The main problem with the third act is that it's got zero tension. The characters uncover a lost city, which was a massive opportunity for intrigue, spooky atmosphere, spectacle and great set pieces. None of that potential is delivered on. In its teaser, Raiders did more with one single cave than Crystal Skull was able to do with an entire lost valley and a lot more money. Hell the first fifteen seconds of the TRAILER for Crystal Skull was more evocative than the entirety of the movie.

The other crippling issue with the third act is the way it's initiated, which is in the lamest way ever. The characters are basically like, "Well, we came this far!" Laziness. Have Indy go as insane as Oxley (who shouldn't even be in the movie), leading the others with no choice but to follow him into danger. There's not enough propelling the action, which just kind of happens in non-threatening, suspense-free bouts.

The third act of the movie also reveals how useless the supporting characters ultimately were. Oxley was a plot device. Marion proves to be in the movie for her introduction and the wedding scene despite appearing in half the runtime. Mac and his whimsical allegiances ended up being a big pointless distraction. They should have pruned the cast and given the ones that made the cut better material.

The third act should have been full of payoffs, but the script never set up anything that it was interested in doing anything with. The Red Scare stuff was just set dressing, the ambiguous powers of Spalko were just an undeveloped idea, the theme of confused loyalties of a double agent was introduced for nothing. A reflective Indy ends up with a family because soap opera logic demanded that everybody in the movie be ****ing related to him somehow. So, so much potential squandered.
 

kongisking

Active member
I actually agree with nearly every specific point you make about the climax Udvarnoky, with the exception of the claim that the movie needed a page one rewrite. I really think the third act is what probably kills the movie for most, even if they don't realize it.

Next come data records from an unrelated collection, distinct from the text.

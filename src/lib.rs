//! Reelforge - video transcoding orchestration engine
//!
//! Turns one source video into a ladder of renditions: single-shot or
//! chunked encodes dispatched to a worker pool, reassembly of chunk groups,
//! HLS packaging of the primary renditions, and lossless trimming.
//!
//! This library crate exposes the engine for the binary and for
//! integration testing.

pub mod config;
pub mod dispatcher;
pub mod events;
pub mod media_tools;
pub mod orchestrator;
pub mod packaging;
pub mod processes;
pub mod trim;
pub mod worker;

pub use orchestrator::{EncodeReport, EncodeRequest, ImportRequest, Orchestrator};
//! Live encoder processes, keyed by job record.

use dashmap::DashMap;
use reelforge_common::EncodingId;
use tokio_util::sync::CancellationToken;

#[derive(Debug, Clone)]
struct Handle {
    pid: Option<u32>,
    token: CancellationToken,
}

/// Tracks which job records currently own an external process so that
/// cancellation, trim and supersession can stop them.
#[derive(Debug, Default)]
pub struct ProcessRegistry {
    handles: DashMap<EncodingId, Handle>,
}

/// A job tracked in a [`ProcessRegistry`] for as long as this lives.
#[derive(Debug)]
pub struct Registration<'a> {
    registry: &'a ProcessRegistry,
    id: EncodingId,
    token: CancellationToken,
}

impl Registration<'_> {
    pub fn token(&self) -> &CancellationToken {
        &self.token
    }
}

impl Drop for Registration<'_> {
    fn drop(&mut self) {
        self.registry.remove(self.id);
    }
}

impl ProcessRegistry {
    pub fn new() -> Self {
        Self::default()
    }

    /// Start tracking a job. The registration's token fires when the job
    /// must stop; dropping the registration stops tracking it, including
    /// when the run is abandoned mid-flight.
    pub fn register(&self, id: EncodingId) -> Registration<'_> {
        let token = CancellationToken::new();
        self.handles.insert(
            id,
            Handle {
                pid: None,
                token: token.clone(),
            },
        );
        Registration {
            registry: self,
            id,
            token,
        }
    }

    pub fn set_pid(&self, id: EncodingId, pid: Option<u32>) {
        if let Some(mut handle) = self.handles.get_mut(&id) {
            handle.pid = pid;
        }
    }

    pub fn remove(&self, id: EncodingId) {
        self.handles.remove(&id);
    }

    pub fn is_tracked(&self, id: EncodingId) -> bool {
        self.handles.contains_key(&id)
    }

    pub fn len(&self) -> usize {
        self.handles.len()
    }

    pub fn is_empty(&self) -> bool {
        self.handles.is_empty()
    }

    /// Stop the process owned by `id`.
    ///
    /// Jobs run by this process are cancelled through their token and killed
    /// by their worker. `recorded_pid` covers processes started by another
    /// engine instance, which only left their pid in the job record; it is
    /// signalled only while its command line still names the job, since the
    /// pid may have been reused.
    pub fn terminate(&self, id: EncodingId, recorded_pid: Option<u32>) -> bool {
        if let Some((_, handle)) = self.handles.remove(&id) {
            tracing::info!(encoding_id = %id, pid = ?handle.pid, "cancelling encoder");
            handle.token.cancel();
            return true;
        }
        match recorded_pid {
            Some(pid) => kill_pid(id, pid),
            None => false,
        }
    }
}

/// True when `pid` is still an encoder started for `id`.
///
/// Encoder arguments always carry the job's scratch directory, whose name
/// embeds the encoding id.
#[cfg(target_os = "linux")]
fn runs_job(id: EncodingId, pid: u32) -> bool {
    let Ok(raw) = std::fs::read(format!("/proc/{pid}/cmdline")) else {
        return false;
    };
    let needle = id.to_string();
    raw.split(|b| *b == 0)
        .any(|arg| String::from_utf8_lossy(arg).contains(&needle))
}

#[cfg(all(unix, not(target_os = "linux")))]
fn runs_job(_id: EncodingId, _pid: u32) -> bool {
    false
}

#[cfg(unix)]
fn kill_pid(id: EncodingId, pid: u32) -> bool {
    use nix::sys::signal::{kill, Signal};
    use nix::unistd::Pid;

    let Ok(raw) = i32::try_from(pid) else {
        return false;
    };
    if !runs_job(id, pid) {
        tracing::debug!(encoding_id = %id, pid, "recorded pid no longer runs this job");
        return false;
    }
    match kill(Pid::from_raw(raw), Signal::SIGKILL) {
        Ok(()) => {
            tracing::info!(encoding_id = %id, pid, "killed encoder by pid");
            true
        }
        Err(e) => {
            tracing::debug!(encoding_id = %id, pid, error = %e, "encoder pid not killable");
            false
        }
    }
}

#[cfg(not(unix))]
fn kill_pid(id: EncodingId, pid: u32) -> bool {
    tracing::warn!(encoding_id = %id, pid, "killing by pid is unsupported on this platform");
    false
}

Because there was no satisfactory payoff, everything before felt like a waste too.

Many times I've seen otherwise good or average movies crippled by a poor third act. Its the most crucial section of a story. Even if you have a lame beginning or middle, if your end is spectacular, it can have a huge positive effect on the overall work. I think Crystal Skull is one of those movies that started just fine and was building to something that could have been much better handled than it was. That's really the biggest disappointment I get from the film.
 

Udvarnoky

Well-known member
You can't agree with all my points and also think the problems are limited to act three, because at least one of my points pointed to bad setups, which would be the province of earlier parts of the script.

"Page one rewrite" means starting the script from scratch, but it doesn't have to mean jettisoning major ideas. I think for the most part, the script doesn't do the ideas justice.
 

kongisking

Active member
All right, I'll try to share what I'd do. And prove that indeed, a better third act could have easily made all those 'poor setups' matter in the end. Here goes:

Shortly after Marion is revealed and Spalko threatens to shoot her if Indy does not help them, Indy speaks with Ox, who gives them the autowriting clues to Akator's location (without the whole 'three times it drops/the way down' bit, because I'm scrapping the waterfall scene). Mutt, angered at what has happened to Oxley, initiates an escape while Indy is wrapped up in his excitement solving Oxley's riddles, and they flee into the jungle. I'd keep the dry sandpit scene, but alter it so that only Marion was trapped in the pit, and both Mutt and Ox run off to try and find something to pull her out while Indy stays to comfort her.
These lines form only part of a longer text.